Wait a minute. Is the reverse picture upside-down? Is the top of the slab at the bottom in that picture? If so, sure, that's hardly much of a rotation at all. I thought in both the obverse and reverse pictures the slab was oriented right-side-up, that's why I called it a 180.
It's closer to coin alignment than medal alignment. I only noticed that this had a rotation after purchasing the coin raw. Thinking that it fell within NGC's minimum die rotation requirement, I submitted the coin as a Mint Error with Rotated Dies.
I used TurboCAD. To be honest I don't really know if the rotation is 14.02 degrees. Look at the following two groups of images. Tell me which image from each group represents the coin design @ 12 o'clock. I'll tell you the rotation spread is four degrees in each group.
For the obverse, the first one in the first row, and the first one in the second row look straight. For the reverse, the last one in the first row, and the middle one in the second row look straight.

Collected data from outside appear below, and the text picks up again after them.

//! The resolved grid topology model.
//!
//! [`GridModel`] is the final artifact of a load: a frozen description of
//! one dataset's staggered-grid topology. It is built once by the resolver
//! and handed to the caller by value; unresolved convention attributes stay
//! `None` so incompleteness is detectable structurally, never through
//! sentinel values.

use std::collections::BTreeMap;

use serde::{Deserialize, Serialize};

use crate::padding::PaddingSpec;
use crate::slice::DimSlice;

/// A numeric array read from the dataset: a flat row-major buffer plus its
/// shape. A scalar has an empty shape and a single value.
#[derive(Debug, Clone, PartialEq, Serialize, Deserialize)]
pub struct GridArray {
    pub shape: Vec<usize>,
    pub values: Vec<f64>,
}

impl GridArray {
    /// Create an array from a shape and its row-major values. The number of
    /// values must equal the product of the shape.
    pub fn new(shape: Vec<usize>, values: Vec<f64>) -> Self {
        debug_assert_eq!(
            shape.iter().product::<usize>(),
            values.len(),
            "shape does not match value count"
        );
        Self { shape, values }
    }

    /// Total number of values.
    pub fn len(&self) -> usize {
        self.values.len()
    }

    /// Whether the array holds no values.
    pub fn is_empty(&self) -> bool {
        self.values.is_empty()
    }

    /// Extract the sub-array selected by one [`DimSlice`] per dimension.
    /// Missing trailing slices are treated as [`DimSlice::Full`].
    pub fn slice(&self, slices: &[DimSlice]) -> GridArray {
        let bounds: Vec<(usize, usize)> = self
            .shape
            .iter()
            .enumerate()
            .map(|(axis, &size)| {
                slices
                    .get(axis)
                    .copied()
                    .unwrap_or(DimSlice::Full)
                    .bounds(size)
            })
            .collect();
        let out_shape: Vec<usize> = bounds
            .iter()
            .map(|(start, stop)| stop.saturating_sub(*start))
            .collect();
        let total: usize = out_shape.iter().product();
        let mut values = Vec::with_capacity(total);
        if total == 0 {
            return GridArray {
                shape: out_shape,
                values,
            };
        }

        // Row-major strides of the source array.
        let mut strides = vec![1usize; self.shape.len()];
        for axis in (0..self.shape.len().saturating_sub(1)).rev() {
            strides[axis] = strides[axis + 1] * self.shape[axis + 1];
        }
        let mut index: Vec<usize> = bounds.iter().map(|(start, _)| *start).collect();
        loop {
            let offset: usize = index.iter().zip(&strides).map(|(i, s)| i * s).sum();
            values.push(self.values[offset]);
            // Advance the odometer, innermost axis first.
            let mut axis = index.len();
            loop {
                if axis == 0 {
                    return GridArray {
                        shape: out_shape,
                        values,
                    };
                }
                axis -= 1;
                index[axis] += 1;
                if index[axis] < bounds[axis].1 {
                    break;
                }
                index[axis] = bounds[axis].0;
            }
        }
    }
}

/// Elementwise (longitude, latitude) pairs carrying the source array shape.
#[derive(Debug, Clone, PartialEq, Serialize, Deserialize)]
pub struct CoordinatePairs {
    pub shape: Vec<usize>,
    pub pairs: Vec<(f64, f64)>,
}

/// Zip a longitude array and a latitude array elementwise into coordinate
/// pairs. Returns `None` when the shapes differ.
pub fn pair_arrays(lon: &GridArray, lat: &GridArray) -> Option<CoordinatePairs> {
    if lon.shape != lat.shape {
        return None;
    }
    let pairs = lon
        .values
        .iter()
        .zip(&lat.values)
        .map(|(&x, &y)| (x, y))
        .collect();
    Some(CoordinatePairs {
        shape: lon.shape.clone(),
        pairs,
    })
}

/// One directional attribute group of the topology variable (`edge1`,
/// `face2`, ...). Every field is independently optional: an absent source
/// attribute, or one rejected by the padding grammar, leaves its fields
/// unset.
#[derive(Debug, Clone, Default, PartialEq, Serialize, Deserialize)]
pub struct AttributeGroup {
    /// Raw `<prefix>_dimensions` attribute string.
    pub dimensions: Option<String>,
    /// Parsed padding clauses of the `<prefix>_dimensions` attribute.
    pub padding: Option<Vec<PaddingSpec>>,
    /// Variable names from `<prefix>_coordinates`, or inferred.
    pub coordinates: Option<Vec<String>>,
}

/// Attribute groups that only exist on a 2-D topology.
#[derive(Debug, Clone, Default, PartialEq, Serialize, Deserialize)]
pub struct Topology2d {
    /// Cell-interior group.
    pub face: AttributeGroup,
    /// Raw `vertical_dimensions` attribute string.
    pub vertical_dimensions: Option<String>,
    /// Parsed padding clauses of `vertical_dimensions`.
    pub vertical_padding: Option<Vec<PaddingSpec>>,
}

/// Attribute groups that only exist on a 3-D topology.
#[derive(Debug, Clone, Default, PartialEq, Serialize, Deserialize)]
pub struct Topology3d {
    pub edge3: AttributeGroup,
    pub face1: AttributeGroup,
    pub face2: AttributeGroup,
    pub face3: AttributeGroup,
    /// Cell-interior group.
    pub volume: AttributeGroup,
}

/// Topology-dimension-specific attribute payload.
///
/// Exactly one variant exists on a resolved model, so the attribute groups
/// of the other topology dimension are structurally absent rather than
/// merely unset.
#[derive(Debug, Clone, PartialEq, Serialize, Deserialize)]
pub enum TopologyAttributes {
    TwoD(Topology2d),
    ThreeD(Topology3d),
}

impl TopologyAttributes {
    /// The declared topology dimension, 2 or 3.
    pub fn dimension(&self) -> u32 {
        match self {
            TopologyAttributes::TwoD(_) => 2,
            TopologyAttributes::ThreeD(_) => 3,
        }
    }
}

/// Per-variable slicing metadata.
#[derive(Debug, Clone, PartialEq, Serialize, Deserialize)]
pub struct VariableDescriptor {
    pub name: String,
    /// One entry per variable dimension, aligning the raw array with the
    /// cell-center coordinate system.
    pub center_slicing: Vec<DimSlice>,
    /// Whether the variable declares a `grid` attribute.
    pub is_grid_variable: bool,
}

/// The resolved grid topology: the final artifact of a load.
#[derive(Debug, Clone, PartialEq, Serialize, Deserialize)]
pub struct GridModel {
    /// Every dataset dimension as (name, size), in dataset order.
    pub dimensions: Vec<(String, usize)>,
    /// Name of the variable carrying the topology attributes.
    pub topology_variable: String,
    /// Topology-dimension-specific attribute groups.
    pub topology: TopologyAttributes,
    /// Raw `node_dimensions` attribute string.
    pub node_dimensions: Option<String>,
    /// Node (cell vertex) longitude/latitude variable names.
    pub node_coordinates: Option<(String, String)>,
    pub edge1: AttributeGroup,
    pub edge2: AttributeGroup,
    /// Grid rotation angles, when the dataset carries an `angle` variable.
    pub angles: Option<GridArray>,
    /// Time payload from the `time` variable (falling back to `Times`).
    pub grid_times: GridArray,
    /// Cell-center (lon, lat) pairs.
    pub centers: Option<CoordinatePairs>,
    /// Cell-vertex (lon, lat) pairs; absent on 3-D topologies.
    pub nodes: Option<CoordinatePairs>,
    /// Slicing metadata for every dataset variable.
    pub variables: BTreeMap<String, VariableDescriptor>,
    /// Variables declaring association with the grid topology.
    pub grid_variables: Vec<String>,
}

impl GridModel {
    /// The declared topology dimension, 2 or 3.
    pub fn topology_dimension(&self) -> u32 {
        self.topology.dimension()
    }

    /// The 2-D attribute payload, if this is a 2-D topology.
    pub fn as_two_d(&self) -> Option<&Topology2d> {
        match &self.topology {
            TopologyAttributes::TwoD(topology) => Some(topology),
            TopologyAttributes::ThreeD(_) => None,
        }
    }

    /// The 3-D attribute payload, if this is a 3-D topology.
    pub fn as_three_d(&self) -> Option<&Topology3d> {
        match &self.topology {
            TopologyAttributes::TwoD(_) => None,
            TopologyAttributes::ThreeD(topology) => Some(topology),
        }
    }

    /// Every padding spec resolved on the model, in resolution order: the
    /// edge groups first, then the topology-specific groups.
    pub fn padding_specs(&self) -> Vec<PaddingSpec> {
        let mut out = Vec::new();
        push_group(&mut out, &self.edge1);
        push_group(&mut out, &self.edge2);
        match &self.topology {
            TopologyAttributes::TwoD(topology) => {
                push_group(&mut out, &topology.face);
                if let Some(padding) = &topology.vertical_padding {
                    out.extend(padding.iter().cloned());
                }
            }
            TopologyAttributes::ThreeD(topology) => {
                for group in [
                    &topology.edge3,
                    &topology.face1,
                    &topology.face2,
                    &topology.face3,
                    &topology.volume,
                ] {
                    push_group(&mut out, group);
                }
            }
        }
        out
    }
}

fn push_group(out: &mut Vec<PaddingSpec>, group: &AttributeGroup) {
    if let Some(padding) = &group.padding {
        out.extend(padding.iter().cloned());
    }
}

When I did the original overlays - I used the middle image in the 2nd row (2-2) for both the obverse and reverse. This is the orientation of the sources images from which the CAD renderings were created. The images you selected for the obverse (1-1, 2-1) have a .5 degree spread in rotation. With the largest rotation difference of 2 degrees between yours and mine. For the reverse - one of the images you selected is the same image I originally used (2-2). The other image (1-3) has a 1 degree rotation difference. There is a reverse image with only a .5 degree rotation difference from image (2-2) rotated in the same direction as image (1-3). Point being due to the fact coin designs are circular in nature as opposed to linear determining the 12:00 o'clock position begins with a guess. Anyway putting everything back together - using the images you selected that produces the greatest rotation (1-1 obverse, 1-3 reverse) - the results were as follows.
Thanks for that! I'll send this back to NGC to re-evaluate it for the rotated dies. I should really get AutoCAD and learn how to use it... takes a lot of learning and studying from what I can tell though.